Task goal | Each entry below must be repeated word for word.

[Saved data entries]
+ + + +

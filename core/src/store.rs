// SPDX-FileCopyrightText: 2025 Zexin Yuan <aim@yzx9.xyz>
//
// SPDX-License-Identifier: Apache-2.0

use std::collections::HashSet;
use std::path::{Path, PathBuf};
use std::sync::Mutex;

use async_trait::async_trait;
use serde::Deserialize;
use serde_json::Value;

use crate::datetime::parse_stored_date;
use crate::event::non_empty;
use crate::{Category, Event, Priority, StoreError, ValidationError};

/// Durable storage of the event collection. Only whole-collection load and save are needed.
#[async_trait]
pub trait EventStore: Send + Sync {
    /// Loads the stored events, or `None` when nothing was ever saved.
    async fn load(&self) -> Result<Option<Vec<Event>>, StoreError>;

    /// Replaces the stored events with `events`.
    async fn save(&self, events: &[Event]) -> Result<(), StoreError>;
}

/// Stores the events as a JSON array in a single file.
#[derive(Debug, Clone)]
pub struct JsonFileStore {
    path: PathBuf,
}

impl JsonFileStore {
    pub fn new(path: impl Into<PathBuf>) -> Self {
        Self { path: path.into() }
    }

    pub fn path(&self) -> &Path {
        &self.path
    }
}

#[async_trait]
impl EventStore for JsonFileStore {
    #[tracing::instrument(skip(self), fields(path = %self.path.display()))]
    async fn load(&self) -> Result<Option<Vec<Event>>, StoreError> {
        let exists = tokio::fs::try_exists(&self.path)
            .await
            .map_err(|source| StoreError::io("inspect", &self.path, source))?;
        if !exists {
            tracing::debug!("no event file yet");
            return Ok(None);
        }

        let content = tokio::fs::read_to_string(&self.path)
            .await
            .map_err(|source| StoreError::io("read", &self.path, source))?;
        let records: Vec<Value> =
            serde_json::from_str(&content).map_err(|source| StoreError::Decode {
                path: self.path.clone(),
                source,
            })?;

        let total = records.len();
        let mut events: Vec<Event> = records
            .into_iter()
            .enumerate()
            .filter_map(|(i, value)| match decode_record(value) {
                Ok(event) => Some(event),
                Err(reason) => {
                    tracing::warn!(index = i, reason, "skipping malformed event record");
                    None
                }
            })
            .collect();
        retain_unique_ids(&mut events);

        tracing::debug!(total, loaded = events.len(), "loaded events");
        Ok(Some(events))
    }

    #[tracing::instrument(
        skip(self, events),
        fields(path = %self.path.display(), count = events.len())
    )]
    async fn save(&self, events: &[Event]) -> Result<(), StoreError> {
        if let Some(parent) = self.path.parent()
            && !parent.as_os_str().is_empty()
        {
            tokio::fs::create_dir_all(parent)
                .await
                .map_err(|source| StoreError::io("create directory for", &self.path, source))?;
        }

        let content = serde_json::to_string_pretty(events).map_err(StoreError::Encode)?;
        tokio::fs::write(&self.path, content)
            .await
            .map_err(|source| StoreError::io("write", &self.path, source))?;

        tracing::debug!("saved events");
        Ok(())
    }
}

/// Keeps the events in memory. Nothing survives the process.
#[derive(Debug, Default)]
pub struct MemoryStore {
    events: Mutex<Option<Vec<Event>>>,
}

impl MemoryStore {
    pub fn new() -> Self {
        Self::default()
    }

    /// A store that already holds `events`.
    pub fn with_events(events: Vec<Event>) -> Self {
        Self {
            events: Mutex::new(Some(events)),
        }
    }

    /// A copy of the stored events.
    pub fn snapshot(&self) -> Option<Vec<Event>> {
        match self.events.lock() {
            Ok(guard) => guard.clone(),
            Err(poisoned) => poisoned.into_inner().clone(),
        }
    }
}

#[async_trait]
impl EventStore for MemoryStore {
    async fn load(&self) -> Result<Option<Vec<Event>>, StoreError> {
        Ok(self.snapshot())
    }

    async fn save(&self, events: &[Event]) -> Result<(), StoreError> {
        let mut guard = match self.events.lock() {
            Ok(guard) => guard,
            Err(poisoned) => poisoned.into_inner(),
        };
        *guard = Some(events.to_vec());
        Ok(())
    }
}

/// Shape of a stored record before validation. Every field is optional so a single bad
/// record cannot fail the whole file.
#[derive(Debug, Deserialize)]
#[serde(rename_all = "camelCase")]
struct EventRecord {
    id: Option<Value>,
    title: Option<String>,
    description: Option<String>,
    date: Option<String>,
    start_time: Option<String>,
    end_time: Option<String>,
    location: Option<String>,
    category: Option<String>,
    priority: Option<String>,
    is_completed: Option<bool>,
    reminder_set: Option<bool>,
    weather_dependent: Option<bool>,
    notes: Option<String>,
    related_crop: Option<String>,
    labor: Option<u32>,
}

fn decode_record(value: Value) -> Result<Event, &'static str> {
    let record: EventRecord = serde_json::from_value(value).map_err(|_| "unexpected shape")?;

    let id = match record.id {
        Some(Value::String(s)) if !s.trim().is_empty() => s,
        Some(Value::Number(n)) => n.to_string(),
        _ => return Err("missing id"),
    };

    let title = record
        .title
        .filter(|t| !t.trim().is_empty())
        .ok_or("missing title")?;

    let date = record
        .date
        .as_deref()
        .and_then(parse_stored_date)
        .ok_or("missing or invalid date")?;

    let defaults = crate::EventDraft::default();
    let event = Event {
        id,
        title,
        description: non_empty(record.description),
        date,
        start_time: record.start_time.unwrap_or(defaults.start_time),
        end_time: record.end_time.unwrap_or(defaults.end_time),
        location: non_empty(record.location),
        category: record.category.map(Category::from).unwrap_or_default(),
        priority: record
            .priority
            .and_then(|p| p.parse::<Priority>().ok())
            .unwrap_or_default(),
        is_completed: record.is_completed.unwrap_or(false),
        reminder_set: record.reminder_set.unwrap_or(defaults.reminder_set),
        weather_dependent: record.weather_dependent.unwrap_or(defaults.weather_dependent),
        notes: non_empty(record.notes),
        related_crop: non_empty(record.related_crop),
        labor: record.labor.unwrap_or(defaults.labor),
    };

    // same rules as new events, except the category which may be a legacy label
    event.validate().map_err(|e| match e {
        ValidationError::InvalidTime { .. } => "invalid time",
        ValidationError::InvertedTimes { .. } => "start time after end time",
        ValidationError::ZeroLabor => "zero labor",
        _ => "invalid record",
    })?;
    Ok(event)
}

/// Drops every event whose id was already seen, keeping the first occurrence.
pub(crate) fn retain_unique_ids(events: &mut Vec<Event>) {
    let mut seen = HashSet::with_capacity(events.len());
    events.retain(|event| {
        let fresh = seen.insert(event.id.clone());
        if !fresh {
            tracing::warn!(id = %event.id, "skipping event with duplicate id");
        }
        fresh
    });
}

+ + + +

Reply to the exercise |
filename core/src/store.rs
// SPDX-FileCopyrightText: 2025 Zexin Yuan <aim@yzx9.xyz>
//
// SPDX-License-Identifier: Apache-2.0

use std::collections::HashSet;
use std::path::{Path, PathBuf};
use std::sync::Mutex;

use async_trait::async_trait;
use serde::Deserialize;
use serde_json::Value;

use crate::datetime::parse_stored_date;
use crate::event::non_empty;
use crate::{Category, Event, Priority, StoreError, ValidationError};

/// Durable storage of the event collection. Only whole-collection load and save are needed.
#[async_trait]
pub trait EventStore: Send + Sync {
    /// Loads the stored events, or `None` when nothing was ever saved.
    async fn load(&self) -> Result<Option<Vec<Event>>, StoreError>;

    /// Replaces the stored events with `events`.
    async fn save(&self, events: &[Event]) -> Result<(), StoreError>;
}

/// Stores the events as a JSON array in a single file.
#[derive(Debug, Clone)]
pub struct JsonFileStore {
    path: PathBuf,
}

impl JsonFileStore {
    pub fn new(path: impl Into<PathBuf>) -> Self {
        Self { path: path.into() }
    }

    pub fn path(&self) -> &Path {
        &self.path
    }
}

#[async_trait]
impl EventStore for JsonFileStore {
    #[tracing::instrument(skip(self), fields(path = %self.path.display()))]
    async fn load(&self) -> Result<Option<Vec<Event>>, StoreError> {
        let exists = tokio::fs::try_exists(&self.path)
            .await
            .map_err(|source| StoreError::io("inspect", &self.path, source))?;
        if !exists {
            tracing::debug!("no event file yet");
            return Ok(None);
        }

        let content = tokio::fs::read_to_string(&self.path)
            .await
            .map_err(|source| StoreError::io("read", &self.path, source))?;
        let records: Vec<Value> =
            serde_json::from_str(&content).map_err(|source| StoreError::Decode {
                path: self.path.clone(),
                source,
            })?;

        let total = records.len();
        let mut events: Vec<Event> = records
            .into_iter()
            .enumerate()
            .filter_map(|(i, value)| match decode_record(value) {
                Ok(event) => Some(event),
                Err(reason) => {
                    tracing::warn!(index = i, reason, "skipping malformed event record");
                    None
                }
            })
            .collect();
        retain_unique_ids(&mut events);

        tracing::debug!(total, loaded = events.len(), "loaded events");
        Ok(Some(events))
    }

    #[tracing::instrument(
        skip(self, events),
        fields(path = %self.path.display(), count = events.len())
    )]
    async fn save(&self, events: &[Event]) -> Result<(), StoreError> {
        if let Some(parent) = self.path.parent()
            && !parent.as_os_str().is_empty()
        {
            tokio::fs::create_dir_all(parent)
                .await
                .map_err(|source| StoreError::io("create directory for", &self.path, source))?;
        }

        let content = serde_json::to_string_pretty(events).map_err(StoreError::Encode)?;
        tokio::fs::write(&self.path, content)
            .await
            .map_err(|source| StoreError::io("write", &self.path, source))?;

        tracing::debug!("saved events");
        Ok(())
    }
}

/// Keeps the events in memory. Nothing survives the process.
#[derive(Debug, Default)]
pub struct MemoryStore {
    events: Mutex<Option<Vec<Event>>>,
}

impl MemoryStore {
    pub fn new() -> Self {
        Self::default()
    }

    /// A store that already holds `events`.
    pub fn with_events(events: Vec<Event>) -> Self {
        Self {
            events: Mutex::new(Some(events)),
        }
    }

    /// A copy of the stored events.
    pub fn snapshot(&self) -> Option<Vec<Event>> {
        match self.events.lock() {
            Ok(guard) => guard.clone(),
            Err(poisoned) => poisoned.into_inner().clone(),
        }
    }
}

#[async_trait]
impl EventStore for MemoryStore {
    async fn load(&self) -> Result<Option<Vec<Event>>, StoreError> {
        Ok(self.snapshot())
    }

    async fn save(&self, events: &[Event]) -> Result<(), StoreError> {
        let mut guard = match self.events.lock() {
            Ok(guard) => guard,
            Err(poisoned) => poisoned.into_inner(),
        };
        *guard = Some(events.to_vec());
        Ok(())
    }
}

/// Shape of a stored record before validation. Every field is optional so a single bad
/// record cannot fail the whole file.
#[derive(Debug, Deserialize)]
#[serde(rename_all = "camelCase")]
struct EventRecord {
    id: Option<Value>,
    title: Option<String>,
    description: Option<String>,
    date: Option<String>,
    start_time: Option<String>,
    end_time: Option<String>,
    location: Option<String>,
    category: Option<String>,
    priority: Option<String>,
    is_completed: Option<bool>,
    reminder_set: Option<bool>,
    weather_dependent: Option<bool>,
    notes: Option<String>,
    related_crop: Option<String>,
    labor: Option<u32>,
}

fn decode_record(value: Value) -> Result<Event, &'static str> {
    let record: EventRecord = serde_json::from_value(value).map_err(|_| "unexpected shape")?;

    let id = match record.id {
        Some(Value::String(s)) if !s.trim().is_empty() => s,
        Some(Value::Number(n)) => n.to_string(),
        _ => return Err("missing id"),
    };

    let title = record
        .title
        .filter(|t| !t.trim().is_empty())
        .ok_or("missing title")?;

    let date = record
        .date
        .as_deref()
        .and_then(parse_stored_date)
        .ok_or("missing or invalid date")?;

    let defaults = crate::EventDraft::default();
    let event = Event {
        id,
        title,
        description: non_empty(record.description),
        date,
        start_time: record.start_time.unwrap_or(defaults.start_time),
        end_time: record.end_time.unwrap_or(defaults.end_time),
        location: non_empty(record.location),
        category: record.category.map(Category::from).unwrap_or_default(),
        priority: record
            .priority
            .and_then(|p| p.parse::<Priority>().ok())
            .unwrap_or_default(),
        is_completed: record.is_completed.unwrap_or(false),
        reminder_set: record.reminder_set.unwrap_or(defaults.reminder_set),
        weather_dependent: record.weather_dependent.unwrap_or(defaults.weather_dependent),
        notes: non_empty(record.notes),
        related_crop: non_empty(record.related_crop),
        labor: record.labor.unwrap_or(defaults.labor),
    };

    // same rules as new events, except the category which may be a legacy label
    event.validate().map_err(|e| match e {
        ValidationError::InvalidTime { .. } => "invalid time",
        ValidationError::InvertedTimes { .. } => "start time after end time",
        ValidationError::ZeroLabor => "zero labor",
        _ => "invalid record",
    })?;
    Ok(event)
}

/// Drops every event whose id was already seen, keeping the first occurrence.
pub(crate) fn retain_unique_ids(events: &mut Vec<Event>) {
    let mut seen = HashSet::with_capacity(events.len());
    events.retain(|event| {
        let fresh = seen.insert(event.id.clone());
        if !fresh {
            tracing::warn!(id = %event.id, "skipping event with duplicate id");
        }
        fresh
    });
}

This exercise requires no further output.